Kevin Buzzard (Feb 06 2019 at 18:20):
But the point is that you can now remove the line [vector_space ℝ (fin (n+1) → ℝ)]
because Lean knows the right vector space structure now.
Kevin Buzzard (Feb 06 2019 at 18:20):
[you need to add the funny instance
line instead -- and in a few weeks' time mathlib will perhaps give you an error on this line with message "this is defined already" and then you can just remove it]
Kevin Buzzard (Feb 06 2019 at 18:26):
The same story is true with variable [metric_space (fin (n+1) → ℝ)]
. This cannot be right, because this means "put a random metric space structure on (fin (n+1) → ℝ)

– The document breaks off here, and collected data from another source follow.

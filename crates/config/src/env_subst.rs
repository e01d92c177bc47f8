//! `${VAR}` and `${VAR:-default}` expansion for raw config text.

/// Expand placeholders from the process environment.
///
/// Unset variables without a default are left untouched so validation can
/// point at them.
pub fn substitute_env(input: &str) -> String {
    expand(input, |name| std::env::var(name).ok())
}

fn expand(input: &str, lookup: impl Fn(&str) -> Option<String>) -> String {
    let mut out = String::with_capacity(input.len());
    let mut rest = input;

    while let Some(start) = rest.find("${") {
        out.push_str(&rest[..start]);
        let after = &rest[start + 2..];
        let Some(end) = after.find('}') else {
            // Unterminated: keep the remainder verbatim.
            out.push_str(&rest[start..]);
            return out;
        };
        let placeholder = &after[..end];
        let (name, default) = match placeholder.split_once(":-") {
            Some((name, default)) => (name, Some(default)),
            None => (placeholder, None),
        };

        match (name.is_empty(), lookup(name).filter(|v| !v.is_empty()), default) {
            (false, Some(value), _) => out.push_str(&value),
            (false, None, Some(default)) => out.push_str(default),
            _ => out.push_str(&rest[start..start + 2 + end + 1]),
        }
        rest = &after[end + 1..];
    }

    out.push_str(rest);
    out
}
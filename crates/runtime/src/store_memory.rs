//! In-memory store for tests and single-process use.

use std::{
    collections::{BTreeMap, HashMap},
    sync::{Mutex, MutexGuard},
};

use {
    async_trait::async_trait,
    courier_channels::{
        DeliveryAttempt, EventReceipt, NewEventReceipt, NewOutboxAction, NewPolicyDecision,
        OutboxAction, OutboxStatus, PolicyDecision, ProviderKey, ReceiptStatus, Thread,
        ThreadUpsert,
        state::{latest_event_at, merge_state},
    },
};

use crate::{
    Error, Result,
    store::{EnqueueOutcome, ReceiptClaim, RuntimeStore, new_id},
};

type EventKey = (String, ProviderKey, String);

#[derive(Default)]
struct Tables {
    receipts: HashMap<String, EventReceipt>,
    receipt_keys: HashMap<EventKey, String>,
    threads: HashMap<String, Thread>,
    thread_keys: HashMap<EventKey, String>,
    decisions: Vec<PolicyDecision>,
    actions: HashMap<String, OutboxAction>,
    idempotency_keys: HashMap<String, String>,
    attempts: BTreeMap<(String, u32), DeliveryAttempt>,
}

/// Map-backed store. A single lock serializes every operation, so claims are
/// exclusive within one process only.
#[derive(Default)]
pub struct InMemoryStore {
    tables: Mutex<Tables>,
}

impl InMemoryStore {
    pub fn new() -> Self {
        Self::default()
    }

    /// Make an action due at `at_ms` regardless of its status.
    #[cfg(test)]
    pub(crate) fn set_next_attempt_at(&self, id: &str, at_ms: i64) {
        if let Some(action) = self.lock().actions.get_mut(id) {
            action.next_attempt_at_ms = at_ms;
        }
    }

    fn lock(&self) -> MutexGuard<'_, Tables> {
        self.tables.lock().unwrap_or_else(|e| e.into_inner())
    }

    fn insert_receipt(&self, receipt: NewEventReceipt, take_over_rejected: bool) -> ReceiptClaim {
        let mut tables = self.lock();
        let key = (
            receipt.workspace_id.clone(),
            receipt.provider,
            receipt.external_event_id.clone(),
        );

        if let Some(id) = tables.receipt_keys.get(&key).cloned() {
            let Some(existing) = tables.receipts.get_mut(&id) else {
                return ReceiptClaim {
                    receipt_id: id,
                    claimed: false,
                };
            };
            if take_over_rejected && existing.status == ReceiptStatus::Rejected {
                existing.event_type = receipt.event_type;
                existing.status = receipt.status;
                existing.payload_hash = receipt.payload_hash;
                existing.trace_id = receipt.trace_id;
                existing.error_code = None;
                existing.error_message = None;
                existing.received_at_ms = receipt.received_at_ms;
                existing.updated_at_ms = receipt.received_at_ms;
                return ReceiptClaim {
                    receipt_id: id,
                    claimed: true,
                };
            }
            return ReceiptClaim {
                receipt_id: id,
                claimed: false,
            };
        }

        let id = new_id();
        tables.receipts.insert(id.clone(), EventReceipt {
            id: id.clone(),
            workspace_id: receipt.workspace_id,
            provider: receipt.provider,
            external_event_id: receipt.external_event_id,
            event_type: receipt.event_type,
            status: receipt.status,
            payload_hash: receipt.payload_hash,
            trace_id: receipt.trace_id,
            error_code: None,
            error_message: None,
            received_at_ms: receipt.received_at_ms,
            updated_at_ms: receipt.received_at_ms,
        });
        tables.receipt_keys.insert(key, id.clone());
        ReceiptClaim {
            receipt_id: id,
            claimed: true,
        }
    }

    /// Apply `f` if the action is still `sending` under claim `attempt`.
    fn with_claim(&self, id: &str, attempt: u32, f: impl FnOnce(&mut OutboxAction)) -> bool {
        let mut tables = self.lock();
        match tables.actions.get_mut(id) {
            Some(action)
                if action.status == OutboxStatus::Sending && action.attempt_count == attempt =>
            {
                f(action);
                true
            },
            _ => false,
        }
    }
}

#[async_trait]
impl RuntimeStore for InMemoryStore {
    async fn claim_receipt(&self, receipt: NewEventReceipt) -> Result<ReceiptClaim> {
        Ok(self.insert_receipt(receipt, true))
    }

    async fn record_rejected_receipt(&self, receipt: NewEventReceipt) -> Result<ReceiptClaim> {
        let receipt = NewEventReceipt {
            status: ReceiptStatus::Rejected,
            ..receipt
        };
        Ok(self.insert_receipt(receipt, false))
    }

    async fn get_receipt(&self, id: &str) -> Result<Option<EventReceipt>> {
        Ok(self.lock().receipts.get(id).cloned())
    }

    async fn update_receipt_status(
        &self,
        id: &str,
        status: ReceiptStatus,
        error_code: Option<&str>,
        error_message: Option<&str>,
        now_ms: i64,
    ) -> Result<()> {
        let mut tables = self.lock();
        let receipt = tables
            .receipts
            .get_mut(id)
            .ok_or_else(|| Error::not_found("receipt", id))?;
        receipt.status = status;
        receipt.error_code = error_code.map(str::to_string);
        receipt.error_message = error_message.map(str::to_string);
        receipt.updated_at_ms = now_ms;
        Ok(())
    }

    async fn receipt_counts(&self) -> Result<Vec<(ReceiptStatus, u64)>> {
        let tables = self.lock();
        let mut counts: BTreeMap<&'static str, (ReceiptStatus, u64)> = BTreeMap::new();
        for receipt in tables.receipts.values() {
            counts
                .entry(receipt.status.as_str())
                .or_insert((receipt.status, 0))
                .1 += 1;
        }
        Ok(counts.into_values().collect())
    }

    async fn upsert_thread(&self, upsert: ThreadUpsert) -> Result<Thread> {
        let mut tables = self.lock();
        let key = (
            upsert.workspace_id.clone(),
            upsert.provider,
            upsert.external_thread_id.clone(),
        );

        if let Some(id) = tables.thread_keys.get(&key).cloned()
            && let Some(thread) = tables.threads.get_mut(&id)
        {
            thread.state = merge_state(&thread.state, &upsert.state);
            thread.last_provider_event_at_ms = Some(latest_event_at(
                thread.last_provider_event_at_ms,
                upsert.provider_event_at_ms,
            ));
            if upsert.external_channel_id.is_some() {
                thread.external_channel_id = upsert.external_channel_id;
            }
            if upsert.external_user_id.is_some() {
                thread.external_user_id = upsert.external_user_id;
            }
            thread.updated_at_ms = upsert.now_ms;
            return Ok(thread.clone());
        }

        let thread = Thread {
            id: new_id(),
            workspace_id: upsert.workspace_id,
            provider: upsert.provider,
            external_thread_id: upsert.external_thread_id,
            external_channel_id: upsert.external_channel_id,
            external_user_id: upsert.external_user_id,
            state: upsert.state,
            last_provider_event_at_ms: Some(upsert.provider_event_at_ms),
            created_at_ms: upsert.now_ms,
            updated_at_ms: upsert.now_ms,
        };
        tables.thread_keys.insert(key, thread.id.clone());
        tables.threads.insert(thread.id.clone(), thread.clone());
        Ok(thread)
    }

    async fn insert_decision(&self, decision: NewPolicyDecision) -> Result<PolicyDecision> {
        let decision = PolicyDecision {
            id: new_id(),
            receipt_id: decision.receipt_id,
            thread_id: decision.thread_id,
            workspace_id: decision.workspace_id,
            policy_mode: decision.policy_mode,
            risk_tier: decision.risk_tier,
            confidence: decision.confidence,
            model_name: decision.model_name,
            model_version: decision.model_version,
            action_plan: decision.action_plan,
            requires_approval: decision.requires_approval,
            tool_trace: decision.tool_trace,
            created_at_ms: decision.created_at_ms,
        };
        self.lock().decisions.push(decision.clone());
        Ok(decision)
    }

    async fn decisions_for_receipt(&self, receipt_id: &str) -> Result<Vec<PolicyDecision>> {
        Ok(self
            .lock()
            .decisions
            .iter()
            .filter(|d| d.receipt_id == receipt_id)
            .cloned()
            .collect())
    }

    async fn enqueue_outbox(&self, action: NewOutboxAction) -> Result<EnqueueOutcome> {
        let mut tables = self.lock();
        if let Some(existing) = tables.idempotency_keys.get(&action.idempotency_key) {
            return Ok(EnqueueOutcome {
                action_id: existing.clone(),
                duplicate: true,
            });
        }

        let id = new_id();
        tables
            .idempotency_keys
            .insert(action.idempotency_key.clone(), id.clone());
        tables.actions.insert(id.clone(), OutboxAction {
            id: id.clone(),
            workspace_id: action.workspace_id,
            provider: action.provider,
            idempotency_key: action.idempotency_key,
            action_type: action.action_type,
            status: OutboxStatus::Pending,
            target: action.target,
            payload: action.payload,
            receipt_id: action.receipt_id,
            decision_id: action.decision_id,
            thread_id: action.thread_id,
            attempt_count: 0,
            next_attempt_at_ms: action.next_attempt_at_ms,
            last_error_code: None,
            last_error_message: None,
            provider_message_id: None,
            created_at_ms: action.created_at_ms,
            updated_at_ms: action.created_at_ms,
            sent_at_ms: None,
        });
        Ok(EnqueueOutcome {
            action_id: id,
            duplicate: false,
        })
    }

    async fn claim_outbox_batch(&self, now_ms: i64, limit: u32) -> Result<Vec<OutboxAction>> {
        let mut tables = self.lock();
        let mut due: Vec<(i64, i64, String)> = tables
            .actions
            .values()
            .filter(|a| a.status.is_claimable() && a.next_attempt_at_ms <= now_ms)
            .map(|a| (a.next_attempt_at_ms, a.created_at_ms, a.id.clone()))
            .collect();
        due.sort();
        due.truncate(limit as usize);

        let mut claimed = Vec::with_capacity(due.len());
        for (_, _, id) in due {
            if let Some(action) = tables.actions.get_mut(&id) {
                action.status = OutboxStatus::Sending;
                action.attempt_count += 1;
                action.updated_at_ms = now_ms;
                claimed.push(action.clone());
            }
        }
        Ok(claimed)
    }

    async fn touch_outbox_claim(&self, id: &str, attempt: u32, now_ms: i64) -> Result<bool> {
        Ok(self.with_claim(id, attempt, |action| action.updated_at_ms = now_ms))
    }

    async fn mark_outbox_sent(
        &self,
        id: &str,
        attempt: u32,
        provider_message_id: Option<&str>,
        now_ms: i64,
    ) -> Result<bool> {
        Ok(self.with_claim(id, attempt, |action| {
            action.status = OutboxStatus::Sent;
            action.provider_message_id = provider_message_id.map(str::to_string);
            action.last_error_code = None;
            action.last_error_message = None;
            action.sent_at_ms = Some(now_ms);
            action.updated_at_ms = now_ms;
        }))
    }

    async fn mark_outbox_retryable(
        &self,
        id: &str,
        attempt: u32,
        error_code: &str,
        error_message: &str,
        next_attempt_at_ms: i64,
        now_ms: i64,
    ) -> Result<bool> {
        Ok(self.with_claim(id, attempt, |action| {
            action.status = OutboxStatus::Retryable;
            action.last_error_code = Some(error_code.to_string());
            action.last_error_message = Some(error_message.to_string());
            action.next_attempt_at_ms = next_attempt_at_ms;
            action.updated_at_ms = now_ms;
        }))
    }

    async fn mark_outbox_dead_letter(
        &self,
        id: &str,
        attempt: u32,
        error_code: &str,
        error_message: &str,
        now_ms: i64,
    ) -> Result<bool> {
        Ok(self.with_claim(id, attempt, |action| {
            action.status = OutboxStatus::DeadLetter;
            action.last_error_code = Some(error_code.to_string());
            action.last_error_message = Some(error_message.to_string());
            action.updated_at_ms = now_ms;
        }))
    }

    async fn requeue_stale_sending(&self, cutoff_ms: i64, now_ms: i64) -> Result<u64> {
        let mut tables = self.lock();
        let mut requeued = 0;
        for action in tables.actions.values_mut() {
            if action.status == OutboxStatus::Sending && action.updated_at_ms < cutoff_ms {
                action.status = OutboxStatus::Retryable;
                action.next_attempt_at_ms = now_ms;
                action.last_error_code = Some(crate::CLAIM_EXPIRED.to_string());
                action.last_error_message = Some("claim expired while sending".to_string());
                action.updated_at_ms = now_ms;
                requeued += 1;
            }
        }
        Ok(requeued)
    }

    async fn get_outbox_action(&self, id: &str) -> Result<Option<OutboxAction>> {
        Ok(self.lock().actions.get(id).cloned())
    }

    async fn outbox_counts(&self) -> Result<Vec<(OutboxStatus, u64)>> {
        let tables = self.lock();
        let mut counts: BTreeMap<&'static str, (OutboxStatus, u64)> = BTreeMap::new();
        for action in tables.actions.values() {
            counts
                .entry(action.status.as_str())
                .or_insert((action.status, 0))
                .1 += 1;
        }
        Ok(counts.into_values().collect())
    }

    async fn list_dead_letters(&self, limit: u32) -> Result<Vec<OutboxAction>> {
        let tables = self.lock();
        let mut dead: Vec<OutboxAction> = tables
            .actions
            .values()
            .filter(|a| a.status == OutboxStatus::DeadLetter)
            .cloned()
            .collect();
        dead.sort_by(|a, b| b.updated_at_ms.cmp(&a.updated_at_ms));
        dead.truncate(limit as usize);
        Ok(dead)
    }

    async fn record_delivery_attempt(&self, attempt: DeliveryAttempt) -> Result<()> {
        self.lock().attempts.insert(
            (attempt.action_id.clone(), attempt.attempt_number),
            attempt,
        );
        Ok(())
    }

    async fn list_delivery_attempts(&self, action_id: &str) -> Result<Vec<DeliveryAttempt>> {
        Ok(self
            .lock()
            .attempts
            .values()
            .filter(|a| a.action_id == action_id)
            .cloned()
            .collect())
    }
}
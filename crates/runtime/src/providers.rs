//! Adapters and senders for the providers enabled in configuration.

use std::{sync::Arc, time::Duration};

use {
    courier_channels::{ProviderKey, SenderRegistry, WebhookAdapter},
    courier_config::{DispatchConfig, ProvidersConfig},
    courier_github::{GithubAdapter, GithubSender},
    courier_slack::{SlackAdapter, SlackSender},
    courier_twilio::{TwilioAdapter, TwilioSender},
    courier_whatsapp::{WhatsAppCloudAdapter, WhatsAppCloudSender},
    tracing::warn,
};

/// One inbound adapter per configured provider.
pub fn adapters(config: &ProvidersConfig) -> Vec<Arc<dyn WebhookAdapter>> {
    let mut adapters: Vec<Arc<dyn WebhookAdapter>> = Vec::new();
    if let Some(slack) = &config.slack {
        adapters.push(Arc::new(SlackAdapter::new(slack)));
    }
    if let Some(github) = &config.github {
        adapters.push(Arc::new(GithubAdapter::new(github)));
    }
    if let Some(cloud) = &config.whatsapp_cloud {
        adapters.push(Arc::new(WhatsAppCloudAdapter::new(cloud)));
    }
    if let Some(twilio) = &config.whatsapp_twilio {
        adapters.push(Arc::new(TwilioAdapter::new(twilio)));
    }
    adapters
}

/// One sender per configured provider, sharing a single HTTP client whose
/// timeout is `dispatch.send_timeout_secs`.
pub fn senders(config: &ProvidersConfig, dispatch: &DispatchConfig) -> SenderRegistry {
    let http = reqwest::Client::builder()
        .timeout(Duration::from_secs(dispatch.send_timeout_secs))
        .build()
        .unwrap_or_else(|e| {
            warn!(error = %e, "failed to build HTTP client, using defaults");
            reqwest::Client::new()
        });
    let mut registry = SenderRegistry::new();
    if let Some(slack) = &config.slack {
        registry.register(
            ProviderKey::Slack,
            Arc::new(SlackSender::with_client(http.clone(), slack)),
        );
    }
    if let Some(github) = &config.github {
        registry.register(
            ProviderKey::Github,
            Arc::new(GithubSender::with_client(http.clone(), github)),
        );
    }
    if let Some(cloud) = &config.whatsapp_cloud {
        registry.register(
            ProviderKey::WhatsappCloud,
            Arc::new(WhatsAppCloudSender::with_client(http.clone(), cloud)),
        );
    }
    if let Some(twilio) = &config.whatsapp_twilio {
        registry.register(
            ProviderKey::WhatsappTwilio,
            Arc::new(TwilioSender::with_client(http, twilio)),
        );
    }
    registry
}

#[allow(clippy::unwrap_used, clippy::expect_used)]
#[cfg(test)]
mod tests {
    use {
        super::*,
        courier_config::{GithubConfig, SlackConfig, TwilioConfig},
    };

    #[test]
    fn only_configured_providers_are_wired() {
        let config = ProvidersConfig {
            slack: Some(SlackConfig::default()),
            github: Some(GithubConfig::default()),
            whatsapp_cloud: None,
            whatsapp_twilio: Some(TwilioConfig::default()),
        };
        let providers: Vec<_> = adapters(&config).iter().map(|a| a.provider()).collect();
        assert_eq!(providers, vec![
            ProviderKey::Slack,
            ProviderKey::Github,
            ProviderKey::WhatsappTwilio
        ]);
        let dispatch = DispatchConfig::default();
        assert_eq!(senders(&config, &dispatch).providers(), vec![
            ProviderKey::Slack,
            ProviderKey::Github,
            ProviderKey::WhatsappTwilio
        ]);
        assert!(senders(&ProvidersConfig::default(), &dispatch).is_empty());
    }
}
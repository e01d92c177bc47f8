//! Persistence contract shared by the ingest service and the dispatcher.

use {
    async_trait::async_trait,
    courier_channels::{
        DeliveryAttempt, EventReceipt, NewEventReceipt, NewOutboxAction, NewPolicyDecision,
        OutboxAction, OutboxStatus, PolicyDecision, ReceiptStatus, Thread, ThreadUpsert,
    },
};

use crate::Result;

/// Outcome of claiming a receipt.
#[derive(Debug, Clone, PartialEq, Eq)]
pub struct ReceiptClaim {
    pub receipt_id: String,
    /// `false` when a receipt for the same event already existed.
    pub claimed: bool,
}

/// Outcome of enqueuing an outbox action.
#[derive(Debug, Clone, PartialEq, Eq)]
pub struct EnqueueOutcome {
    pub action_id: String,
    /// `true` when an action with the same idempotency key already existed;
    /// `action_id` then names that action.
    pub duplicate: bool,
}

/// Receipt, thread, decision and outbox persistence.
///
/// The claim operations are the synchronization points: `claim_receipt` has
/// exactly one winner per event key, and `claim_outbox_batch` never hands the
/// same action to two callers.
#[async_trait]
pub trait RuntimeStore: Send + Sync {
    // ── Receipts ────────────────────────────────────────────────────────────

    /// Insert a receipt unless one exists for the same (workspace, provider,
    /// external event id). A previously `rejected` receipt is taken over.
    async fn claim_receipt(&self, receipt: NewEventReceipt) -> Result<ReceiptClaim>;

    /// Record an event that failed verification. Never overwrites an
    /// existing receipt.
    async fn record_rejected_receipt(&self, receipt: NewEventReceipt) -> Result<ReceiptClaim>;

    async fn get_receipt(&self, id: &str) -> Result<Option<EventReceipt>>;

    async fn update_receipt_status(
        &self,
        id: &str,
        status: ReceiptStatus,
        error_code: Option<&str>,
        error_message: Option<&str>,
        now_ms: i64,
    ) -> Result<()>;

    async fn receipt_counts(&self) -> Result<Vec<(ReceiptStatus, u64)>>;

    // ── Threads ─────────────────────────────────────────────────────────────

    /// Create the thread or merge into it. State is merged key by key and the
    /// last provider event time only moves forward.
    async fn upsert_thread(&self, upsert: ThreadUpsert) -> Result<Thread>;

    // ── Decisions ───────────────────────────────────────────────────────────

    async fn insert_decision(&self, decision: NewPolicyDecision) -> Result<PolicyDecision>;

    async fn decisions_for_receipt(&self, receipt_id: &str) -> Result<Vec<PolicyDecision>>;

    // ── Outbox ──────────────────────────────────────────────────────────────

    /// Insert a `pending` action unless its idempotency key is taken.
    async fn enqueue_outbox(&self, action: NewOutboxAction) -> Result<EnqueueOutcome>;

    /// Move up to `limit` due `pending`/`retryable` actions to `sending`,
    /// incrementing their attempt count. Ordered by next attempt time.
    async fn claim_outbox_batch(&self, now_ms: i64, limit: u32) -> Result<Vec<OutboxAction>>;

    // The claim operations below only apply while the caller still holds the
    // claim: the action is `sending` with `attempt_count == attempt`. They
    // return `false` when the claim was lost (expired and requeued, or taken
    // by another dispatcher) and leave the row untouched.

    /// Refresh the claim's `updated_at_ms` so it is not treated as stale.
    async fn touch_outbox_claim(&self, id: &str, attempt: u32, now_ms: i64) -> Result<bool>;

    async fn mark_outbox_sent(
        &self,
        id: &str,
        attempt: u32,
        provider_message_id: Option<&str>,
        now_ms: i64,
    ) -> Result<bool>;

    async fn mark_outbox_retryable(
        &self,
        id: &str,
        attempt: u32,
        error_code: &str,
        error_message: &str,
        next_attempt_at_ms: i64,
        now_ms: i64,
    ) -> Result<bool>;

    async fn mark_outbox_dead_letter(
        &self,
        id: &str,
        attempt: u32,
        error_code: &str,
        error_message: &str,
        now_ms: i64,
    ) -> Result<bool>;

    /// Return actions stuck in `sending` since before `cutoff_ms` to
    /// `retryable`, due immediately. Returns how many were requeued.
    async fn requeue_stale_sending(&self, cutoff_ms: i64, now_ms: i64) -> Result<u64>;

    async fn get_outbox_action(&self, id: &str) -> Result<Option<OutboxAction>>;

    async fn outbox_counts(&self) -> Result<Vec<(OutboxStatus, u64)>>;

    /// Most recently updated dead-lettered actions first.
    async fn list_dead_letters(&self, limit: u32) -> Result<Vec<OutboxAction>>;

    // ── Delivery attempts ───────────────────────────────────────────────────

    /// Insert or replace the attempt with the same (action, attempt number).
    async fn record_delivery_attempt(&self, attempt: DeliveryAttempt) -> Result<()>;

    async fn list_delivery_attempts(&self, action_id: &str) -> Result<Vec<DeliveryAttempt>>;
}

/// Fresh row identifier.
pub(crate) fn new_id() -> String {
    uuid::Uuid::new_v4().to_string()
}
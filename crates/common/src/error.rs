//! Context helpers shared by every crate's typed error.

/// Error types that can be built from a plain message.
///
/// Implement this for a crate's `Error`, then invoke [`impl_context!`] in the
/// same module to get `.context()` and `.with_context()` on `Result` and
/// `Option` without pulling `anyhow` into library code.
pub trait FromMessage: Sized {
    fn from_message(message: String) -> Self;
}

/// Define a crate-local `Context` trait for `Result` and `Option`.
///
/// The invoking module must have `Error: FromMessage` and
/// `Result<T> = std::result::Result<T, Error>` in scope.
///
/// ```ignore
/// // crates/runtime/src/error.rs
/// courier_common::impl_context!();
/// ```
#[macro_export]
macro_rules! impl_context {
    () => {
        pub trait Context<T>: Sized {
            /// Wrap the failure (or absence) with `context`.
            fn context(self, context: impl Into<String>) -> Result<T> {
                self.with_context(|| context)
            }

            fn with_context<C, F>(self, f: F) -> Result<T>
            where
                C: Into<String>,
                F: FnOnce() -> C;
        }

        impl<T, E: std::fmt::Display> Context<T> for std::result::Result<T, E> {
            fn with_context<C, F>(self, f: F) -> Result<T>
            where
                C: Into<String>,
                F: FnOnce() -> C,
            {
                self.map_err(|source| {
                    let context: String = f().into();
                    <Error as $crate::FromMessage>::from_message(format!("{context}: {source}"))
                })
            }
        }

        impl<T> Context<T> for Option<T> {
            fn with_context<C, F>(self, f: F) -> Result<T>
            where
                C: Into<String>,
                F: FnOnce() -> C,
            {
                self.ok_or_else(|| <Error as $crate::FromMessage>::from_message(f().into()))
            }
        }
    };
}

#[allow(clippy::unwrap_used, clippy::expect_used)]
#[cfg(test)]
mod tests {
    mod ctx {
        #[derive(Debug, thiserror::Error)]
        #[error("{0}")]
        pub struct Error(String);

        impl crate::FromMessage for Error {
            fn from_message(message: String) -> Self {
                Self(message)
            }
        }

        pub type Result<T> = std::result::Result<T, Error>;

        crate::impl_context!();
    }

    use ctx::Context;

    #[test]
    fn context_prefixes_result_errors() {
        let res: Result<(), std::fmt::Error> = Err(std::fmt::Error);
        let err = res.context("formatting receipt").unwrap_err();
        assert!(err.to_string().starts_with("formatting receipt: "));
    }

    #[test]
    fn context_on_none_uses_message() {
        let missing: Option<u8> = None;
        let err = missing.with_context(|| "thread not found").unwrap_err();
        assert_eq!(err.to_string(), "thread not found");
        assert_eq!(Some(3).context("unused").unwrap(), 3);
    }
}
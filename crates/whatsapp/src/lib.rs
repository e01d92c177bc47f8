//! WhatsApp Business Cloud API channel.
//!
//! Meta pushes `entry[].changes[].value` batches signed with the app secret
//! (`X-Hub-Signature-256`); replies go out through the Graph API `messages`
//! endpoint of the business phone number.

pub mod adapter;
pub mod outbound;
pub mod types;
pub mod webhook;

pub use {
    adapter::WhatsAppCloudAdapter,
    outbound::WhatsAppCloudSender,
    webhook::verify_webhook_subscription,
};
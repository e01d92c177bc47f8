//! Channel runtime: durable ingest, policy-gated thread state and an outbox
//! dispatcher with retry and dead-letter handling.
//!
//! Webhooks enter through [`ingress::WebhookIngress`], are deduplicated into
//! receipts by [`service::RuntimeService`] and leave through
//! [`dispatcher::Dispatcher`]. Both halves share a [`store::RuntimeStore`].

pub mod dispatcher;
pub mod error;
pub mod idempotency;
pub mod ingress;
pub mod providers;
pub mod service;
pub mod store;
pub mod store_memory;
pub mod store_sqlite;
pub mod telemetry;

pub use {
    dispatcher::{DispatchSummary, Dispatcher},
    error::{Context, Error, Result},
    ingress::{WebhookIngress, WebhookOutcome, WebhookRejection},
    service::{IngestResult, IngestStatus, RuntimeService},
    store::RuntimeStore,
};

/// Error code written to actions whose `sending` claim outlived the timeout.
pub const CLAIM_EXPIRED: &str = "CLAIM_EXPIRED";

/// Run database migrations for the runtime crate.
///
/// Creates the receipt, thread, decision, outbox and delivery attempt tables.
/// Call at startup when using [`store_sqlite::SqliteStore::with_pool`];
/// [`store_sqlite::SqliteStore::new`] runs them itself.
pub async fn run_migrations(pool: &sqlx::SqlitePool) -> Result<()> {
    sqlx::migrate!("./migrations")
        .set_ignore_missing(true)
        .run(pool)
        .await?;
    Ok(())
}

. I might use this in the following setting: variables (X : Type) [metric space X]
-- this is how you tell Lean "let be a metric space". It means "let be a random set, and then put a random metric space structure on ". In that context you can see it's the right thing to do -- but in your context you have a very concrete set (fin (n+1) → ℝ)
and you almost certainly want the "standard" metric space on that. Now actually here is where we do need @Patrick Massot -- do we have the metric space structure on this set Patrick, or will Nguyen have to build it himself?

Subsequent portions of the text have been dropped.